People in the commissioner’s office are still muttering that Rose’s first public stop after leaving Selig’s office was an appearance at a Vegas sports book. It wasn’t quite the reconfiguration of Pete Rose’s life they had in mind.
If you have ever wondered why Pete Rose hasn’t ever been reinstated, and why I feel he shouldn’t ever, those last few paragraphs tell so much. The reason why Pete Rose should never have his lifetime ban lifted is because of the lifestyle he just isn’t willing to give up.
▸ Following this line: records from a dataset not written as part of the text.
//! Record versions: 12-byte commit stamps attached to records.

use common::tuple::Versionstamp;

/// Length of a record version in bytes.
pub const VERSION_LENGTH: usize = 12;

/// A version stamp attached to a record.
///
/// A *complete* version carries the 10 transaction bytes the store assigned
/// at commit plus a 2-byte local ordinal. An *incomplete* version exists only
/// inside an open transaction: the transaction bytes are unresolved and only
/// the local ordinal is meaningful.
#[derive(Debug, Clone, Copy, PartialEq, Eq)]
pub struct RecordVersion {
    stamp: Versionstamp,
}

impl RecordVersion {
    /// Creates a complete version from resolved transaction bytes and a local
    /// ordinal.
    pub fn complete(transaction_version: [u8; 10], local_version: u16) -> Self {
        Self {
            stamp: Versionstamp::complete(transaction_version, local_version),
        }
    }

    /// Creates an incomplete version carrying only the local ordinal.
    pub fn incomplete(local_version: u16) -> Self {
        Self {
            stamp: Versionstamp::incomplete(local_version),
        }
    }

    /// Reinterprets a stamp read back from the store; always complete.
    pub fn from_versionstamp(stamp: Versionstamp) -> Self {
        Self {
            stamp: Versionstamp::from_bytes(*stamp.as_bytes()),
        }
    }

    pub fn is_complete(&self) -> bool {
        self.stamp.is_complete()
    }

    /// The 16-bit ordinal identifying this version within its transaction.
    pub fn local_version(&self) -> u16 {
        self.stamp.user_version()
    }

    /// The versionstamp element packed into the version entry's value.
    pub fn to_versionstamp(&self) -> Versionstamp {
        self.stamp
    }
}
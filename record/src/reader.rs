//! Loading a single record, reassembling it from its stored entries.

use bytes::{Bytes, BytesMut};
use common::tuple::Tuple;
use common::{KeyValue, KeyValueIterator, ScanOptions, Subspace, Transaction, TransactionRead};

use crate::config::LoadOptions;
use crate::error::{Error, Result};
use crate::key::{
    pack_version_key, parse_suffix, unpack_version, RECORD_VERSION, START_SPLIT_RECORD,
    UNSPLIT_RECORD,
};
use crate::model::RawRecord;
use crate::sizes::SizeInfo;
use crate::version::{RecordVersion, VERSION_LENGTH};

/// Loads the record stored at `key`, or `None` if there is none.
///
/// Unless the legacy layout is in effect, this issues a range scan over the
/// record's prefix: even an unsplit record may have a version entry beside
/// its data. Within an open transaction, a version written as incomplete is
/// surfaced from transaction-local state.
#[tracing::instrument(level = "trace", skip_all)]
pub async fn load(
    tx: &Transaction,
    subspace: &Subspace,
    key: &Tuple,
    options: &LoadOptions,
) -> Result<Option<RawRecord>> {
    if !options.split_long_records && options.missing_unsplit_record_suffix {
        return load_unsplit_legacy(tx, subspace, key).await;
    }

    let record_subspace = subspace.subspace(key);
    let mut unsplitter = SingleKeyUnsplitter::new(&record_subspace);
    let mut iter = tx
        .scan_iter(record_subspace.range(), ScanOptions::forward())
        .await?;
    while let Some(kv) = iter.next().await? {
        unsplitter.append(&kv)?;
    }

    let SingleKeyUnsplitter {
        mut size_info,
        mut version,
        result,
        ..
    } = unsplitter;

    // A version written in this transaction is not yet durable; surface it
    // from the transaction-local cache when no durable version entry exists.
    if version.is_none() {
        if let Some(local_version) = tx.get_local_version(&key.pack())? {
            version = Some(RecordVersion::incomplete(local_version));
            size_info.versioned_inline = true;
            size_info.key_count += 1;
            size_info.key_size += pack_version_key(&record_subspace).len() as u64;
            size_info.value_size += (1 + VERSION_LENGTH) as u64;
        }
    }

    match (result, version) {
        (Some(buffer), version) => Ok(Some(RawRecord {
            primary_key: key.clone(),
            raw_bytes: buffer.freeze(),
            version,
            sizes: size_info,
        })),
        (None, Some(_)) => Err(Error::FoundSplitWithoutStart {
            index: RECORD_VERSION,
            reverse: false,
            key: record_subspace.raw_prefix().clone(),
        }),
        (None, None) => Ok(None),
    }
}
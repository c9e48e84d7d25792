//! Arms (reward sources) for multi-armed bandit simulations.
//!
//! An arm hides a true reward distribution from the agent and keeps a running
//! estimate of its mean reward. Policies only ever look at the estimate
//! through the [`Arm`] trait, so they can be exercised against any arm
//! representation.

use std::fmt;

use rand_distr::{Distribution, Normal};
use serde::{Deserialize, Serialize};

use crate::error::{BanditError, Result};

/// Opaque identifier of an arm.
///
/// Identifiers can be created from integers or strings using the `From` trait.
///
/// # Examples
///
/// ```
/// use banditlab::ArmId;
///
/// let int_arm = ArmId::from(42);
/// let named_arm = ArmId::from("left lever");
/// ```
#[derive(Clone, Debug, PartialEq, Eq, Hash, PartialOrd, Ord, Serialize, Deserialize)]
#[serde(untagged)]
pub enum ArmId {
    /// Integer identifier
    Int(i64),
    /// Named identifier
    Name(String),
}

impl fmt::Display for ArmId {
    fn fmt(&self, f: &mut fmt::Formatter<'_>) -> fmt::Result {
        match self {
            ArmId::Int(i) => write!(f, "{}", i),
            ArmId::Name(s) => write!(f, "{}", s),
        }
    }
}

impl From<i64> for ArmId {
    fn from(value: i64) -> Self {
        ArmId::Int(value)
    }
}

impl From<i32> for ArmId {
    fn from(value: i32) -> Self {
        ArmId::Int(value as i64)
    }
}

impl From<usize> for ArmId {
    fn from(value: usize) -> Self {
        ArmId::Int(value as i64)
    }
}

impl From<String> for ArmId {
    fn from(value: String) -> Self {
        ArmId::Name(value)
    }
}

impl From<&str> for ArmId {
    fn from(value: &str) -> Self {
        ArmId::Name(value.to_string())
    }
}

impl From<&String> for ArmId {
    fn from(value: &String) -> Self {
        ArmId::Name(value.clone())
    }
}

/// Capability interface of a single arm.
///
/// Arms own their statistics. Policies read [`Arm::estimate`] and nothing
/// else; the driver calls [`Arm::sample`] and [`Arm::update`] once per turn.
pub trait Arm {
    /// Identifier of this arm
    fn id(&self) -> &ArmId;

    /// Running estimate of the mean reward
    fn estimate(&self) -> f64;

    /// Number of observed rewards folded into the estimate
    fn pulls(&self) -> u64;

    /// Draw one reward from the arm's true distribution.
    ///
    /// Does not change the estimate or the pull count.
    fn sample(&self, rng: &mut dyn rand::RngCore) -> f64;

    /// Fold an observed reward into the running estimate.
    fn update(&mut self, reward: f64);

    /// Overwrite the estimate without counting an observation.
    fn seed_estimate(&mut self, value: f64);

    /// Forget every observation.
    fn reset(&mut self);
}

/// An arm whose rewards follow a normal distribution.
///
/// # Examples
///
/// ```
/// use banditlab::{Arm, RewardSource};
/// use rand::SeedableRng;
///
/// let mut arm = RewardSource::new(6.0, 2.0, "a").unwrap();
/// let mut rng = rand::rngs::StdRng::seed_from_u64(7);
///
/// let reward = arm.sample(&mut rng);
/// arm.update(reward);
/// assert_eq!(arm.pulls(), 1);
/// assert_eq!(arm.estimate(), reward);
/// ```
#[derive(Clone, Debug)]
pub struct RewardSource {
    id: ArmId,
    true_mean: f64,
    true_std_dev: f64,
    distribution: Normal<f64>,
    pulls: u64,
    estimate: f64,
}

impl RewardSource {
    /// Creates an arm with the given true mean and standard deviation.
    ///
    /// Fails with [`BanditError::InvalidParameter`] if the mean is not finite
    /// or the standard deviation is negative or not finite.
    pub fn new(true_mean: f64, true_std_dev: f64, id: impl Into<ArmId>) -> Result<Self> {
        if !true_mean.is_finite() {
            return Err(BanditError::InvalidParameter {
                message: format!("true mean must be finite, got {}", true_mean),
            });
        }
        if !true_std_dev.is_finite() || true_std_dev < 0.0 {
            return Err(BanditError::InvalidParameter {
                message: format!(
                    "standard deviation must be finite and non-negative, got {}",
                    true_std_dev
                ),
            });
        }

        let distribution =
            Normal::new(true_mean, true_std_dev).map_err(|e| BanditError::InvalidParameter {
                message: e.to_string(),
            })?;

        Ok(Self {
            id: id.into(),
            true_mean,
            true_std_dev,
            distribution,
            pulls: 0,
            estimate: 0.0,
        })
    }

    /// Gets the mean of the hidden reward distribution
    pub fn true_mean(&self) -> f64 {
        self.true_mean
    }

    /// Gets the standard deviation of the hidden reward distribution
    pub fn true_std_dev(&self) -> f64 {
        self.true_std_dev
    }
}

impl Arm for RewardSource {
    fn id(&self) -> &ArmId {
        &self.id
    }

    fn estimate(&self) -> f64 {
        self.estimate
    }

    fn pulls(&self) -> u64 {
        self.pulls
    }

    fn sample(&self, rng: &mut dyn rand::RngCore) -> f64 {
        self.distribution.sample(rng)
    }

    fn update(&mut self, reward: f64) {
        self.pulls += 1;
        let n = self.pulls as f64;
        // Incremental mean: at n = 1 the previous estimate (or seed) is discarded.
        self.estimate = self.estimate * (1.0 - 1.0 / n) + reward * (1.0 / n);
    }

    fn seed_estimate(&mut self, value: f64) {
        self.estimate = value;
    }

    fn reset(&mut self) {
        self.pulls = 0;
        self.estimate = 0.0;
    }
}
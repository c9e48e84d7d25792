//! Turn-by-turn driver for bandit runs.
//!
//! Each turn chooses an arm, samples its reward and feeds the reward back,
//! in that order, before the next turn starts.

use serde::Serialize;

use crate::arm::{Arm, ArmId};
use crate::bandit::Bandit;
use crate::error::Result;
use crate::policy::Policy;

/// Outcome of a single turn
#[derive(Clone, Debug, PartialEq, Serialize)]
pub struct Turn {
    /// Zero-based turn number within the run
    pub turn: usize,
    /// Index of the arm that was pulled
    pub arm: usize,
    /// Reward observed from the arm
    pub reward: f64,
}

impl<P, A, R> Bandit<P, A, R>
where
    P: Policy<A>,
    A: Arm,
    R: rand::RngCore,
{
    /// Play one turn: choose an arm, sample it and update its estimate.
    ///
    /// `turn` is only used to label the returned record.
    pub fn step(&mut self, turn: usize) -> Result<Turn> {
        let arm = self.choose()?;
        let reward = self.sample(arm)?;
        self.update(arm, reward)?;

        tracing::trace!(turn, arm, reward, "turn played");
        Ok(Turn { turn, arm, reward })
    }

    /// Play `turns` consecutive turns
    pub fn run(&mut self, turns: usize) -> Result<Vec<Turn>> {
        let history = (0..turns)
            .map(|turn| self.step(turn))
            .collect::<Result<Vec<_>>>()?;

        tracing::debug!(turns, "run finished");
        Ok(history)
    }
}

/// Per-arm statistics at the end of a run
#[derive(Clone, Debug, PartialEq, Serialize)]
pub struct ArmReport {
    pub id: ArmId,
    pub pulls: u64,
    pub estimate: f64,
    /// Number of turns in the summarised history that pulled this arm
    pub selections: usize,
}

/// Summary of a run
#[derive(Clone, Debug, PartialEq, Serialize)]
pub struct RunSummary {
    pub turns: usize,
    pub total_reward: f64,
    pub arms: Vec<ArmReport>,
}

impl RunSummary {
    /// Summarise `history` against the current state of `bandit`'s arms
    pub fn new<P, A, R>(bandit: &Bandit<P, A, R>, history: &[Turn]) -> Self
    where
        P: Policy<A>,
        A: Arm,
        R: rand::RngCore,
    {
        let mut selections = vec![0usize; bandit.arms().len()];
        for turn in history {
            if let Some(count) = selections.get_mut(turn.arm) {
                *count += 1;
            }
        }

        let arms = bandit
            .arms()
            .iter()
            .zip(selections)
            .map(|(arm, selections)| ArmReport {
                id: arm.id().clone(),
                pulls: arm.pulls(),
                estimate: arm.estimate(),
                selections,
            })
            .collect();

        Self {
            turns: history.len(),
            total_reward: history.iter().map(|t| t.reward).sum(),
            arms,
        }
    }

    /// Mean reward per turn, or 0 for an empty history
    pub fn average_reward(&self) -> f64 {
        if self.turns == 0 {
            0.0
        } else {
            self.total_reward / self.turns as f64
        }
    }

    /// The most frequently selected arm
    pub fn most_selected(&self) -> Option<&ArmReport> {
        self.arms.iter().max_by_key(|report| report.selections)
    }
}

#[cfg(test)]
mod tests {
    use super::*;
    use crate::arm::RewardSource;
    use approx::assert_abs_diff_eq;

    fn classic_arms() -> Vec<RewardSource> {
        vec![
            RewardSource::new(6.0, 2.0, "1").unwrap(),
            RewardSource::new(5.0, 2.5, "2").unwrap(),
            RewardSource::new(3.0, 2.0, "3").unwrap(),
            RewardSource::new(3.0, 1.0, "4").unwrap(),
        ]
    }

    #[test]
    fn test_step_updates_chosen_arm() {
        let mut bandit = Bandit::epsilon_greedy(classic_arms(), 0.1, 42).unwrap();
        let turn = bandit.step(0).unwrap();

        let arm = bandit.arm(turn.arm).unwrap();
        assert_eq!(arm.pulls(), 1);
        assert_eq!(arm.estimate(), turn.reward);
        let total_pulls: u64 = bandit.arms().iter().map(|a| a.pulls()).sum();
        assert_eq!(total_pulls, 1);
    }

    #[test]
    fn test_run_pull_counts_match_history() {
        let mut bandit = Bandit::epsilon_greedy(classic_arms(), 0.1, 7).unwrap();
        let history = bandit.run(300).unwrap();
        assert_eq!(history.len(), 300);
        assert!(history.iter().enumerate().all(|(i, t)| t.turn == i));

        let summary = RunSummary::new(&bandit, &history);
        for report in &summary.arms {
            assert_eq!(report.pulls, report.selections as u64);
        }
        assert_eq!(summary.turns, 300);
    }

    #[test]
    fn test_estimates_are_means_of_history() {
        let mut bandit = Bandit::optimistic(classic_arms(), 10.0, 3).unwrap();
        let history = bandit.run(200).unwrap();

        for (index, arm) in bandit.arms().iter().enumerate() {
            let rewards: Vec<f64> = history
                .iter()
                .filter(|t| t.arm == index)
                .map(|t| t.reward)
                .collect();
            if rewards.is_empty() {
                assert_eq!(arm.estimate(), 10.0);
            } else {
                let mean = rewards.iter().sum::<f64>() / rewards.len() as f64;
                assert_abs_diff_eq!(arm.estimate(), mean, epsilon = 1e-9);
            }
        }
    }

    #[test]
    fn test_summary_totals() {
        let mut bandit = Bandit::epsilon_greedy(classic_arms(), 0.5, 1).unwrap();
        let history = bandit.run(50).unwrap();
        let summary = RunSummary::new(&bandit, &history);

        let total: f64 = history.iter().map(|t| t.reward).sum();
        assert_abs_diff_eq!(summary.total_reward, total, epsilon = 1e-12);
        assert_abs_diff_eq!(summary.average_reward(), total / 50.0, epsilon = 1e-12);
        assert!(summary.most_selected().is_some());
    }

    #[test]
    fn test_empty_summary() {
        let bandit = Bandit::epsilon_greedy(classic_arms(), 0.1, 1).unwrap();
        let summary = RunSummary::new(&bandit, &[]);
        assert_eq!(summary.average_reward(), 0.0);
        assert!(summary.arms.iter().all(|r| r.selections == 0));
    }
}
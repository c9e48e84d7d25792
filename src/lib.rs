//! banditlab: multi-armed bandit simulations.
//!
//! A set of arms hides normal reward distributions from the agent. Each arm
//! keeps an incremental estimate of its mean reward, and a selection policy
//! trades exploring arms against exploiting the arm currently believed best.
//!
//! # Quick Start
//!
//! ```
//! use banditlab::{Bandit, RewardSource};
//!
//! let arms = vec![
//!     RewardSource::new(6.0, 2.0, "1").unwrap(),
//!     RewardSource::new(5.0, 2.5, "2").unwrap(),
//!     RewardSource::new(3.0, 2.0, "3").unwrap(),
//! ];
//!
//! // Explore 10% of the time, seeded for reproducibility
//! let mut bandit = Bandit::epsilon_greedy(arms, 0.1, 42).unwrap();
//!
//! // One turn by hand
//! let arm = bandit.choose().unwrap();
//! let reward = bandit.sample(arm).unwrap();
//! bandit.update(arm, reward).unwrap();
//!
//! // Or let the driver do it
//! let history = bandit.run(100).unwrap();
//! assert_eq!(history.len(), 100);
//! ```

mod arm;
mod bandit;
mod config;
mod error;
pub mod policies;
pub mod policy;
mod simulation;

// Re-export main types
pub use arm::{Arm, ArmId, RewardSource};
pub use bandit::Bandit;
pub use config::{ArmConfig, ConfiguredBandit, PolicyConfig, SimulationConfig};
pub use error::{BanditError, Result};
pub use simulation::{ArmReport, RunSummary, Turn};

/// Prelude module for convenient imports.
///
/// # Examples
///
/// ```
/// use banditlab::prelude::*;
/// ```
pub mod prelude {
    pub use crate::policies::{EpsilonGreedy, OptimisticInitialValue};
    pub use crate::policy::Policy;
    pub use crate::{Arm, ArmId, Bandit, BanditError, Result, RewardSource};
}
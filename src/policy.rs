//! Policy trait definition and the shared best-arm selection procedure

use rand::prelude::*;

use crate::arm::Arm;

/// Arm selection strategy
///
/// Policies are stateless with respect to learning: every statistic lives in
/// the arms, and a policy recomputes its decision from the current estimates
/// on each call.
///
/// The trait takes `dyn rand::RngCore` rather than a generic generator so
/// that `Box<dyn Policy<A>>` can be used for configured runs.
pub trait Policy<A: Arm> {
    /// Prepare a freshly attached arm collection before the first choice.
    fn bind(&self, _arms: &mut [A]) {}

    /// Select the index of an arm to pull
    ///
    /// # Returns
    /// The selected index, or None if no arms are available
    fn choose(&self, arms: &[A], rng: &mut dyn rand::RngCore) -> Option<usize>;

    /// Probability that [`Policy::choose`] returns each arm, given the
    /// current estimates
    fn selection_probabilities(&self, arms: &[A]) -> Vec<f64>;
}

impl<A, P> Policy<A> for Box<P>
where
    A: Arm,
    P: Policy<A> + ?Sized,
{
    fn bind(&self, arms: &mut [A]) {
        (**self).bind(arms)
    }

    fn choose(&self, arms: &[A], rng: &mut dyn rand::RngCore) -> Option<usize> {
        (**self).choose(arms, rng)
    }

    fn selection_probabilities(&self, arms: &[A]) -> Vec<f64> {
        (**self).selection_probabilities(arms)
    }
}

/// Indices of every arm whose estimate equals the maximum estimate.
///
/// The running maximum starts at negative infinity, so arms with negative
/// estimates remain selectable. NaN estimates never qualify; if no arm
/// qualifies at all, every arm is returned.
pub fn best_arms<A: Arm>(arms: &[A]) -> Vec<usize> {
    let max = arms
        .iter()
        .map(Arm::estimate)
        .fold(f64::NEG_INFINITY, |max, x| if x > max { x } else { max });

    let best: Vec<usize> = arms
        .iter()
        .enumerate()
        .filter(|(_, arm)| arm.estimate() == max)
        .map(|(i, _)| i)
        .collect();

    if best.is_empty() {
        (0..arms.len()).collect()
    } else {
        best
    }
}

/// Pick the best arm, breaking ties uniformly at random.
///
/// A unique best arm is returned without consuming a random draw.
pub fn choose_best<A: Arm>(arms: &[A], rng: &mut dyn rand::RngCore) -> Option<usize> {
    let best = best_arms(arms);
    match best.as_slice() {
        [] => None,
        [only] => Some(*only),
        tied => tied.choose(rng).copied(),
    }
}

/// Selection probabilities of the greedy part of a policy: uniform over the
/// tied best arms, zero elsewhere.
pub(crate) fn greedy_probabilities<A: Arm>(arms: &[A]) -> Vec<f64> {
    let mut probabilities = vec![0.0; arms.len()];
    if arms.is_empty() {
        return probabilities;
    }

    let best = best_arms(arms);
    let share = 1.0 / best.len() as f64;
    for i in best {
        probabilities[i] = share;
    }
    probabilities
}
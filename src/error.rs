//! Error types for the banditlab library.

use thiserror::Error;

/// Result type alias for bandit operations.
pub type Result<T> = std::result::Result<T, BanditError>;

/// Errors that can occur while building or driving a bandit.
#[derive(Error, Debug, Clone, PartialEq)]
pub enum BanditError {
    /// No arms are available in the bandit.
    #[error("no arms available")]
    NoArmsAvailable,

    /// Two arms were given the same identifier.
    #[error("arm already exists: {id}")]
    ArmAlreadyExists { id: String },

    /// An arm index does not refer to an arm in the collection.
    #[error("arm index {index} out of range for {len} arms")]
    ArmIndexOutOfRange { index: usize, len: usize },

    /// Invalid parameter value.
    #[error("invalid parameter: {message}")]
    InvalidParameter { message: String },

    /// The simulation configuration could not be parsed.
    #[error("config error: {message}")]
    Config { message: String },
}

#[cfg(test)]
mod tests {
    use super::*;

    #[test]
    fn test_error_display() {
        let err = BanditError::NoArmsAvailable;
        assert_eq!(err.to_string(), "no arms available");

        let err = BanditError::InvalidParameter {
            message: "epsilon must be between 0 and 1".to_string(),
        };
        assert_eq!(
            err.to_string(),
            "invalid parameter: epsilon must be between 0 and 1"
        );

        let err = BanditError::ArmIndexOutOfRange { index: 7, len: 4 };
        assert_eq!(err.to_string(), "arm index 7 out of range for 4 arms");

        let err = BanditError::ArmAlreadyExists {
            id: "red".to_string(),
        };
        assert_eq!(err.to_string(), "arm already exists: red");
    }
}
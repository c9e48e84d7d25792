use rand::Rng;

use crate::arm::Arm;
use crate::error::{BanditError, Result};
use crate::policy::{Policy, choose_best, greedy_probabilities};

/// Epsilon-greedy policy - explores with probability epsilon, exploits otherwise
#[derive(Clone, Debug, PartialEq)]
pub struct EpsilonGreedy {
    epsilon: f64,
}

fn validate_epsilon(epsilon: f64) -> Result<()> {
    if (0.0..=1.0).contains(&epsilon) {
        Ok(())
    } else {
        Err(BanditError::InvalidParameter {
            message: format!("epsilon must be between 0 and 1, got {}", epsilon),
        })
    }
}

impl EpsilonGreedy {
    /// Creates a new EpsilonGreedy policy with the given epsilon
    pub fn new(epsilon: f64) -> Result<Self> {
        validate_epsilon(epsilon)?;
        Ok(Self { epsilon })
    }

    /// Gets the epsilon value
    pub fn epsilon(&self) -> f64 {
        self.epsilon
    }

    /// Sets the epsilon value
    pub fn set_epsilon(&mut self, epsilon: f64) -> Result<()> {
        validate_epsilon(epsilon)?;
        self.epsilon = epsilon;
        Ok(())
    }
}

impl<A: Arm> Policy<A> for EpsilonGreedy {
    fn choose(&self, arms: &[A], rng: &mut dyn rand::RngCore) -> Option<usize> {
        if arms.is_empty() {
            return None;
        }

        // Explore with probability epsilon
        let r: f64 = rng.random_range(0.0..1.0);
        if r < self.epsilon {
            Some(rng.random_range(0..arms.len()))
        } else {
            choose_best(arms, rng)
        }
    }

    fn selection_probabilities(&self, arms: &[A]) -> Vec<f64> {
        let explore = self.epsilon / arms.len() as f64;
        greedy_probabilities(arms)
            .into_iter()
            .map(|p| explore + (1.0 - self.epsilon) * p)
            .collect()
    }
}

#[cfg(test)]
mod tests {
    use super::*;
    use crate::policy::fixtures::arms;
    use approx::assert_abs_diff_eq;
    use rand::SeedableRng;

    #[test]
    fn test_rejects_out_of_range_epsilon() {
        assert!(EpsilonGreedy::new(-0.01).is_err());
        assert!(EpsilonGreedy::new(1.01).is_err());
        assert!(EpsilonGreedy::new(f64::NAN).is_err());
        assert!(EpsilonGreedy::new(0.0).is_ok());
        assert!(EpsilonGreedy::new(1.0).is_ok());
    }

    #[test]
    fn test_getters_setters() {
        let mut policy = EpsilonGreedy::new(0.5).unwrap();
        assert_eq!(policy.epsilon(), 0.5);

        policy.set_epsilon(0.3).unwrap();
        assert_eq!(policy.epsilon(), 0.3);

        assert!(policy.set_epsilon(2.0).is_err());
        assert_eq!(policy.epsilon(), 0.3);
    }

    #[test]
    fn test_empty_arms() {
        let policy = EpsilonGreedy::new(0.5).unwrap();
        let arms = arms(&[]);
        let mut rng = rand::rngs::StdRng::seed_from_u64(42);
        assert_eq!(policy.choose(&arms, &mut rng), None);
    }

    #[test]
    fn test_pure_exploitation() {
        let policy = EpsilonGreedy::new(0.0).unwrap();
        let arms = arms(&[0.5, 0.9, 0.3]);
        let mut rng = rand::rngs::StdRng::seed_from_u64(42);

        for _ in 0..100 {
            assert_eq!(policy.choose(&arms, &mut rng), Some(1));
        }
    }

    #[test]
    fn test_pure_exploitation_breaks_ties_among_best() {
        let policy = EpsilonGreedy::new(0.0).unwrap();
        let arms = arms(&[2.0, 0.1, 2.0]);
        let mut rng = rand::rngs::StdRng::seed_from_u64(3);

        for _ in 0..200 {
            let choice = policy.choose(&arms, &mut rng).unwrap();
            assert_ne!(choice, 1);
        }
    }

    #[test]
    fn test_pure_exploration_ignores_estimates() {
        let policy = EpsilonGreedy::new(1.0).unwrap();
        let arms = arms(&[10.0, 0.0, -5.0, 3.0]);
        let mut rng = rand::rngs::StdRng::seed_from_u64(11);
        let n = 20_000;

        let mut counts = [0usize; 4];
        for _ in 0..n {
            counts[policy.choose(&arms, &mut rng).unwrap()] += 1;
        }

        for count in counts {
            assert_abs_diff_eq!(count as f64 / n as f64, 0.25, epsilon = 0.02);
        }
    }

    #[test]
    fn test_selection_probabilities() {
        let policy = EpsilonGreedy::new(0.2).unwrap();
        let arms = arms(&[0.3, 0.9, 0.1]);
        let probabilities = policy.selection_probabilities(&arms);

        assert_abs_diff_eq!(probabilities[1], 0.8 + 0.2 / 3.0, epsilon = 1e-12);
        assert_abs_diff_eq!(probabilities[0], 0.2 / 3.0, epsilon = 1e-12);
        assert_abs_diff_eq!(probabilities[2], 0.2 / 3.0, epsilon = 1e-12);
        assert_abs_diff_eq!(probabilities.iter().sum::<f64>(), 1.0, epsilon = 1e-12);
    }

    #[test]
    fn test_mixed_distribution_matches_probabilities() {
        let policy = EpsilonGreedy::new(0.3).unwrap();
        let arms = arms(&[0.25, 0.85, 0.15]);
        let mut rng = rand::rngs::StdRng::seed_from_u64(123);
        let n = 10_000;

        let mut counts = [0usize; 3];
        for _ in 0..n {
            counts[policy.choose(&arms, &mut rng).unwrap()] += 1;
        }

        // "1" should be selected approximately 70% + 10% = 80% of the time
        let expected = policy.selection_probabilities(&arms);
        for (count, p) in counts.iter().zip(expected) {
            assert_abs_diff_eq!(*count as f64 / n as f64, p, epsilon = 0.02);
        }
    }
}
The biggest issue baseball will have to look at is whether or not Rose has reformed, or whether Rose is living the gambling lifestyle. There is nothing we have seen from the last few years that says he has changed. Rose lives 1.2 miles from the Mandalay Bay Hotel & Casino in Las Vegas, where he signs autographs in a mall music store. Go back and re-read that; Pete Rose, noted gambler who says he wants a second chance, works in a casino. Sure, Rose will tell you things are different and he would never gamble on baseball again. But lets be honest; Rose lied for 15 years, telling us he didn’t bet on his team. He came clean 11 years ago but where does the truth and lie begin and end? As much as we all want to believe Rose can be this better person who would put the game ahead of his own wants and needs, I’m not so sure that person exists in him. Rose has much in common with players who are suspected of PED use and have denied it for years; they believed they were untouchable. They believed because of who they were they would never get caught. Well, Pete got caught and has spent the last 25 years trying to convince everyone that he was the victim. The honest truth is Pete put himself in this situation. Pete created this mess; his decisions led him to this place and time. There is one rule that everyone that plays, umpires, manages or is a club official has to follow no matter what; don’t gamble. Rose broke that rule and has spent all these years trying to convince everyone that he did nothing wrong. The reality is he broke the one rule that will end your career in the sport. No reinstatement, no Hall of Fame, no nothing. This is the bed Pete Rose has made for himself; it’s time for him to admit he must lie in it.